Work required: Please return the entries, omitting and altering nothing.

Data extracted from a collection:
══════════════════════════════

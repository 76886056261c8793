use rusqlite::params;
use uuid::Uuid;

use dogfood_shared::{Link, LinkId, UserId};

use crate::database::Database;
use crate::error::StoreError;
use crate::Result;

impl Database {
    pub fn insert_link(&self, link: &Link) -> Result<()> {
        self.conn().execute(
            "INSERT INTO links (id, user_a, user_b) VALUES (?1, ?2, ?3)",
            params![
                link.id.to_string(),
                link.user_a.to_string(),
                link.user_b.to_string(),
            ],
        )?;
        Ok(())
    }

    pub fn get_link_by_id(&self, id: LinkId) -> Result<Link> {
        self.conn()
            .query_row(
                "SELECT id, user_a, user_b FROM links WHERE id = ?1",
                params![id.to_string()],
                row_to_link,
            )
            .map_err(|e| match e {
                rusqlite::Error::QueryReturnedNoRows => StoreError::NotFound,
                other => StoreError::Sqlite(other),
            })
    }

    /// The link a user participates in, if any. Dogfood pairs each user with
    /// at most one partner.
    pub fn get_link_for_user(&self, user: UserId) -> Result<Option<Link>> {
        let user_str = user.to_string();
        let result = self.conn().query_row(
            "SELECT id, user_a, user_b FROM links WHERE user_a = ?1 OR user_b = ?1",
            params![user_str],
            row_to_link,
        );
        match result {
            Ok(link) => Ok(Some(link)),
            Err(rusqlite::Error::QueryReturnedNoRows) => Ok(None),
            Err(e) => Err(StoreError::Sqlite(e)),
        }
    }
}

fn row_to_link(row: &rusqlite::Row<'_>) -> rusqlite::Result<Link> {
    let parse = |idx: usize, s: String| {
        Uuid::parse_str(&s).map_err(|e| {
            rusqlite::Error::FromSqlConversionFailure(idx, rusqlite::types::Type::Text, Box::new(e))
        })
    };
    let id: String = row.get(0)?;
    let user_a: String = row.get(1)?;
    let user_b: String = row.get(2)?;

    Ok(Link {
        id: LinkId(parse(0, id)?),
        user_a: UserId(parse(1, user_a)?),
        user_b: UserId(parse(2, user_b)?),
    })
}

#[cfg(test)]
mod tests {
    use super::*;
    use crate::database::Database;

    #[test]
    fn link_round_trip() {
        let dir = tempfile::tempdir().unwrap();
        let db = Database::open_at(&dir.path().join("test.db")).unwrap();

        let link = Link::new(UserId::new(), UserId::new());
        db.insert_link(&link).unwrap();

        assert_eq!(db.get_link_by_id(link.id).unwrap(), link);
        assert_eq!(db.get_link_for_user(link.user_b).unwrap(), Some(link));
        assert_eq!(db.get_link_for_user(UserId::new()).unwrap(), None);
        assert!(matches!(
            db.get_link_by_id(LinkId::new()),
            Err(StoreError::NotFound)
        ));
    }
}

══════════════════════════════

Reply to the task:
repository 76886056261c8793
use rusqlite::params;
use uuid::Uuid;

use dogfood_shared::{Link, LinkId, UserId};

use crate::database::Database;
use crate::error::StoreError;
use crate::Result;

impl Database {
    pub fn insert_link(&self, link: &Link) -> Result<()> {
        self.conn().execute(
            "INSERT INTO links (id, user_a, user_b) VALUES (?1, ?2, ?3)",
            params![
                link.id.to_string(),
                link.user_a.to_string(),
                link.user_b.to_string(),
            ],
        )?;
        Ok(())
    }

    pub fn get_link_by_id(&self, id: LinkId) -> Result<Link> {
        self.conn()
            .query_row(
                "SELECT id, user_a, user_b FROM links WHERE id = ?1",
                params![id.to_string()],
                row_to_link,
            )
            .map_err(|e| match e {
                rusqlite::Error::QueryReturnedNoRows => StoreError::NotFound,
                other => StoreError::Sqlite(other),
            })
    }

    /// The link a user participates in, if any. Dogfood pairs each user with
    /// at most one partner.
    pub fn get_link_for_user(&self, user: UserId) -> Result<Option<Link>> {
        let user_str = user.to_string();
        let result = self.conn().query_row(
            "SELECT id, user_a, user_b FROM links WHERE user_a = ?1 OR user_b = ?1",
            params![user_str],
            row_to_link,
        );
        match result {
            Ok(link) => Ok(Some(link)),
            Err(rusqlite::Error::QueryReturnedNoRows) => Ok(None),
            Err(e) => Err(StoreError::Sqlite(e)),
        }
    }
}

fn row_to_link(row: &rusqlite::Row<'_>) -> rusqlite::Result<Link> {
    let parse = |idx: usize, s: String| {
        Uuid::parse_str(&s).map_err(|e| {
            rusqlite::Error::FromSqlConversionFailure(idx, rusqlite::types::Type::Text, Box::new(e))
        })
    };
    let id: String = row.get(0)?;
    let user_a: String = row.get(1)?;
    let user_b: String = row.get(2)?;

    Ok(Link {
        id: LinkId(parse(0, id)?),
        user_a: UserId(parse(1, user_a)?),
        user_b: UserId(parse(2, user_b)?),
    })
}

#[cfg(test)]
mod tests {
    use super::*;
    use crate::database::Database;

    #[test]
    fn link_round_trip() {
        let dir = tempfile::tempdir().unwrap();
        let db = Database::open_at(&dir.path().join("test.db")).unwrap();

        let link = Link::new(UserId::new(), UserId::new());
        db.insert_link(&link).unwrap();

        assert_eq!(db.get_link_by_id(link.id).unwrap(), link);
        assert_eq!(db.get_link_for_user(link.user_b).unwrap(), Some(link));
        assert_eq!(db.get_link_for_user(UserId::new()).unwrap(), None);
        assert!(matches!(
            db.get_link_by_id(LinkId::new()),
            Err(StoreError::NotFound)
        ));
    }
}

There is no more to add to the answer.